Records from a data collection

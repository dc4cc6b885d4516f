//! Device context.
//!
//! [`GpuContext`] is the one object a render loop holds. It is built
//! explicitly from a backend and a [`RendererConfig`] and owns every part of
//! the frame pipeline:
//!
//! - the [`FrameRing`] of per-frame slots
//! - the [`ImmediateChannel`] for blocking one-off work
//! - the [`PresentationSet`] for the output surface
//! - a process-wide [`DeletionQueue`] and [`BindingTableAllocator`]
//!
//! # Frame loop
//!
//! ```
//! use std::sync::Arc;
//! use vkpipe_core::RendererConfig;
//! use vkpipe_rhi::vk;
//! use vkpipe_rhi::null::NullDevice;
//! use vkpipe_renderer::{FrameOutcome, GpuContext};
//!
//! # fn main() -> vkpipe_rhi::RhiResult<()> {
//! let device = Arc::new(NullDevice::new());
//! let extent = vk::Extent2D { width: 640, height: 480 };
//! let mut context = GpuContext::new(device, &RendererConfig::default(), extent)?;
//!
//! for _ in 0..3 {
//!     if let FrameOutcome::Ready(mut frame) = context.begin_frame()? {
//!         frame.record(|commands| commands.push("clear"))?;
//!         GpuContext::end_frame(frame)?;
//!     }
//! }
//! # Ok(())
//! # }
//! ```
//!
//! # Shutdown
//!
//! Dropping the context waits for the device to go idle, then tears down in
//! dependency order: slot queues and pools, the presentation chain, the
//! global allocator, the global deletion queue, and finally the sync
//! objects and the backend itself.

use std::ops::{Deref, DerefMut};
use std::sync::Arc;

use ash::vk;
use tracing::{debug, error, info};

use vkpipe_core::{FrameStats, RendererConfig};
use vkpipe_rhi::{ImageAcquire, PoolSizeRatio, PresentBackend, PresentStatus, RhiError, RhiResult};

use crate::binding_allocator::{BindingPoolSettings, BindingTableAllocator};
use crate::deletion_queue::DeletionQueue;
use crate::frame_ring::{Frame, FrameRing};
use crate::immediate::ImmediateChannel;
use crate::presentation::{PresentationSet, is_zero_area};

/// Tables in the process-wide allocator's first pool.
pub const GLOBAL_BINDING_TABLES: u32 = 10;

/// Descriptor ratios of the process-wide allocator.
pub const GLOBAL_BINDING_RATIOS: [PoolSizeRatio; 1] =
    [PoolSizeRatio::new(vk::DescriptorType::STORAGE_IMAGE, 1.0)];

/// Result of [`GpuContext::begin_frame`].
pub enum FrameOutcome<'a, B: PresentBackend> {
    /// A slot and a presentable image are ready for recording.
    Ready(ActiveFrame<'a, B>),
    /// Nothing to render this time: the surface has no area, or the chain
    /// went stale and was rebuilt.
    Skipped,
}

/// Frame pipeline bound to one device and one surface.
pub struct GpuContext<B: PresentBackend> {
    ring: FrameRing<B>,
    immediate: ImmediateChannel<B>,
    presentation: PresentationSet<B>,
    global_bindings: BindingTableAllocator<B>,
    deletion_queue: DeletionQueue,
    stats: FrameStats,
    stats_interval: u64,
    pending_extent: Option<vk::Extent2D>,
    backend: Arc<B>,
}

impl<B: PresentBackend> GpuContext<B> {
    /// Build the frame pipeline and the first presentation chain.
    ///
    /// # Errors
    ///
    /// An invalid configuration is a [`RhiError::ContractViolation`]; backend
    /// failures while creating slots, pools, or the chain are returned as is.
    pub fn new(backend: Arc<B>, config: &RendererConfig, extent: vk::Extent2D) -> RhiResult<Self> {
        config
            .validate()
            .map_err(|e| RhiError::ContractViolation(e.to_string()))?;

        let timeout = config.frames.fence_timeout();
        let ring = FrameRing::new(
            Arc::clone(&backend),
            config.frames.frames_in_flight,
            &BindingPoolSettings::from_config(&config.bindings),
            timeout,
        )?;
        let immediate = ImmediateChannel::new(Arc::clone(&backend), timeout)?;
        let mut presentation = PresentationSet::new(
            Arc::clone(&backend),
            config.presentation.image_count,
            timeout,
        );
        presentation.create(extent)?;
        let global_bindings = BindingTableAllocator::new(
            Arc::clone(&backend),
            GLOBAL_BINDING_TABLES,
            config.bindings.max_tables.max(GLOBAL_BINDING_TABLES),
            &GLOBAL_BINDING_RATIOS,
        )?;

        info!(
            "GPU context ready: {} frames in flight, {}x{} surface",
            config.frames.frames_in_flight, extent.width, extent.height
        );

        Ok(Self {
            ring,
            immediate,
            presentation,
            global_bindings,
            deletion_queue: DeletionQueue::new(),
            stats: FrameStats::new(),
            stats_interval: config.frames.stats_interval,
            pending_extent: None,
            backend,
        })
    }

    /// Claim a frame slot and a presentable image.
    ///
    /// A pending resize is applied first. A stale chain is rebuilt here and
    /// the frame skipped, as is every frame while the surface has no area.
    ///
    /// # Errors
    ///
    /// [`RhiError::Timeout`] when a slot never comes free (device loss), or
    /// any backend failure.
    pub fn begin_frame(&mut self) -> RhiResult<FrameOutcome<'_, B>> {
        if let Some(extent) = self.pending_extent.take() {
            self.presentation.recreate(extent)?;
        }
        if !self.presentation.is_ready() {
            return Ok(FrameOutcome::Skipped);
        }

        self.stats.tick();
        let mut frame = self.ring.acquire_next()?;
        self.stats.record_blocked(frame.waited());
        if let Some(elapsed) = frame.device_time() {
            self.stats.record_device_time(elapsed);
        }

        match frame.acquire_image(&self.presentation)? {
            ImageAcquire::Ready { suboptimal, .. } => {
                if suboptimal {
                    self.pending_extent = Some(self.presentation.extent());
                }
                Ok(FrameOutcome::Ready(ActiveFrame {
                    frame,
                    presentation: &mut self.presentation,
                    stats: &self.stats,
                    stats_interval: self.stats_interval,
                }))
            }
            ImageAcquire::Stale => {
                frame.cancel();
                let extent = self.presentation.extent();
                self.presentation.recreate(extent)?;
                Ok(FrameOutcome::Skipped)
            }
        }
    }

    /// Submit and present a frame from [`begin_frame`](Self::begin_frame).
    pub fn end_frame(frame: ActiveFrame<'_, B>) -> RhiResult<PresentStatus> {
        frame.end()
    }

    /// Rebuild the presentation chain at `extent` before the next frame.
    ///
    /// A zero-area extent pauses rendering until a later resize.
    pub fn resize(&mut self, extent: vk::Extent2D) {
        debug!("Resize requested: {}x{}", extent.width, extent.height);
        self.pending_extent = Some(extent);
    }

    /// Whether frames are currently skipped for lack of a drawable surface.
    pub fn is_paused(&self) -> bool {
        match self.pending_extent {
            Some(extent) => is_zero_area(extent),
            None => !self.presentation.is_ready(),
        }
    }

    #[inline]
    pub fn immediate(&mut self) -> &mut ImmediateChannel<B> {
        &mut self.immediate
    }

    /// Process-wide teardown, flushed once at shutdown.
    #[inline]
    pub fn deletion_queue(&mut self) -> &mut DeletionQueue {
        &mut self.deletion_queue
    }

    /// Process-wide binding tables, never reclaimed per frame.
    #[inline]
    pub fn global_bindings(&mut self) -> &mut BindingTableAllocator<B> {
        &mut self.global_bindings
    }

    #[inline]
    pub fn stats(&self) -> &FrameStats {
        &self.stats
    }

    #[inline]
    pub fn ring(&self) -> &FrameRing<B> {
        &self.ring
    }

    #[inline]
    pub fn presentation(&self) -> &PresentationSet<B> {
        &self.presentation
    }

    #[inline]
    pub fn backend(&self) -> &Arc<B> {
        &self.backend
    }

    /// Block until every in-flight frame has completed.
    pub fn drain(&mut self) -> RhiResult<()> {
        self.ring.drain()
    }
}

impl<B: PresentBackend> Drop for GpuContext<B> {
    fn drop(&mut self) {
        if let Err(e) = self.backend.wait_idle() {
            error!("Device wait failed during shutdown: {}", e);
        }
        self.ring.release_slots();
        self.presentation.destroy();
        self.global_bindings.destroy_all();
        self.deletion_queue.flush();
        info!(
            "GPU context destroyed after {} frames",
            self.stats.frames()
        );
    }
}

/// A frame with a slot and an image, ready for recording.
///
/// Dereferences to the underlying [`Frame`] for recording, binding tables,
/// and the slot's deletion queue.
pub struct ActiveFrame<'a, B: PresentBackend> {
    frame: Frame<'a, B>,
    presentation: &'a mut PresentationSet<B>,
    stats: &'a FrameStats,
    stats_interval: u64,
}

impl<B: PresentBackend> ActiveFrame<'_, B> {
    /// Image being rendered this frame.
    pub fn image_index(&self) -> RhiResult<u32> {
        self.frame
            .image_index()
            .ok_or_else(|| RhiError::ContractViolation("active frame without an image".into()))
    }

    #[inline]
    pub fn extent(&self) -> vk::Extent2D {
        self.presentation.extent()
    }

    #[inline]
    pub fn presentation(&self) -> &PresentationSet<B> {
        self.presentation
    }

    /// Submit the frame, present its image, and rebuild a stale chain.
    pub fn end(self) -> RhiResult<PresentStatus> {
        let ActiveFrame {
            frame,
            presentation,
            stats,
            stats_interval,
        } = self;

        let submitted = frame.submit()?;
        let frame_number = submitted.frame_number();
        let status = submitted.present(presentation)?;
        if status == PresentStatus::Stale {
            let extent = presentation.extent();
            presentation.recreate(extent)?;
        }

        if stats_interval > 0 && (frame_number + 1) % stats_interval == 0 {
            let device_ms = stats
                .average_device_time()
                .map_or(f64::NAN, |t| t.as_secs_f64() * 1000.0);
            debug!(
                "Frame {}: {:.2} ms avg, {:.1} fps, {:.3} ms blocked, {:.2} ms on device",
                frame_number + 1,
                stats.average_frame_time().as_secs_f64() * 1000.0,
                stats.fps(),
                stats.blocked().as_secs_f64() * 1000.0,
                device_ms
            );
        }

        Ok(status)
    }
}

impl<'a, B: PresentBackend> Deref for ActiveFrame<'a, B> {
    type Target = Frame<'a, B>;

    fn deref(&self) -> &Self::Target {
        &self.frame
    }
}

impl<B: PresentBackend> DerefMut for ActiveFrame<'_, B> {
    fn deref_mut(&mut self) -> &mut Self::Target {
        &mut self.frame
    }
}

#[cfg(test)]
mod tests {
    use super::*;
    use vkpipe_rhi::null::NullDevice;

    fn extent(width: u32, height: u32) -> vk::Extent2D {
        vk::Extent2D { width, height }
    }

    #[test]
    fn test_invalid_config_rejected() {
        let device = Arc::new(NullDevice::new());
        let mut config = RendererConfig::default();
        config.frames.frames_in_flight = 0;
        assert!(matches!(
            GpuContext::new(device, &config, extent(64, 64)),
            Err(RhiError::ContractViolation(_))
        ));
    }

    #[test]
    fn test_frames_render_and_present() {
        let device = Arc::new(NullDevice::new());
        let mut context =
            GpuContext::new(Arc::clone(&device), &RendererConfig::default(), extent(64, 64))
                .unwrap();

        for _ in 0..5 {
            let FrameOutcome::Ready(frame) = context.begin_frame().unwrap() else {
                panic!("frame skipped on a live surface");
            };
            assert_eq!(GpuContext::end_frame(frame).unwrap(), PresentStatus::Presented);
        }
        assert_eq!(device.submitted(), 5);
        assert_eq!(context.stats().frames(), 5);
    }

    #[test]
    fn test_device_time_reaches_stats_once_slots_wrap() {
        let device = Arc::new(NullDevice::new());
        let config = RendererConfig::default();
        let mut context =
            GpuContext::new(Arc::clone(&device), &config, extent(64, 64)).unwrap();

        let frames = config.frames.frames_in_flight as u64 + 2;
        for _ in 0..frames {
            let FrameOutcome::Ready(frame) = context.begin_frame().unwrap() else {
                panic!("frame skipped on a live surface");
            };
            GpuContext::end_frame(frame).unwrap();
        }
        assert_eq!(context.stats().device_frames(), 2);
        assert!(context.stats().average_device_time().is_some());
    }

    #[test]
    fn test_zero_extent_skips_until_resized() {
        let device = Arc::new(NullDevice::new());
        let mut context =
            GpuContext::new(Arc::clone(&device), &RendererConfig::default(), extent(64, 64))
                .unwrap();

        context.resize(extent(0, 0));
        assert!(context.is_paused());
        assert!(matches!(context.begin_frame().unwrap(), FrameOutcome::Skipped));
        assert!(matches!(context.begin_frame().unwrap(), FrameOutcome::Skipped));

        context.resize(extent(32, 32));
        assert!(!context.is_paused());
        assert!(matches!(
            context.begin_frame().unwrap(),
            FrameOutcome::Ready(_)
        ));
    }

    #[test]
    fn test_global_allocator_shape() {
        let device = Arc::new(NullDevice::new());
        let mut context =
            GpuContext::new(device, &RendererConfig::default(), extent(64, 64)).unwrap();
        assert_eq!(context.global_bindings().capacities(), [GLOBAL_BINDING_TABLES]);
        assert_eq!(context.global_bindings().ratios(), GLOBAL_BINDING_RATIOS);
    }
}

* _Work item_
Count every line of the records above in which the string "crate" appears. The number alone is to be given.

* _Response box_
5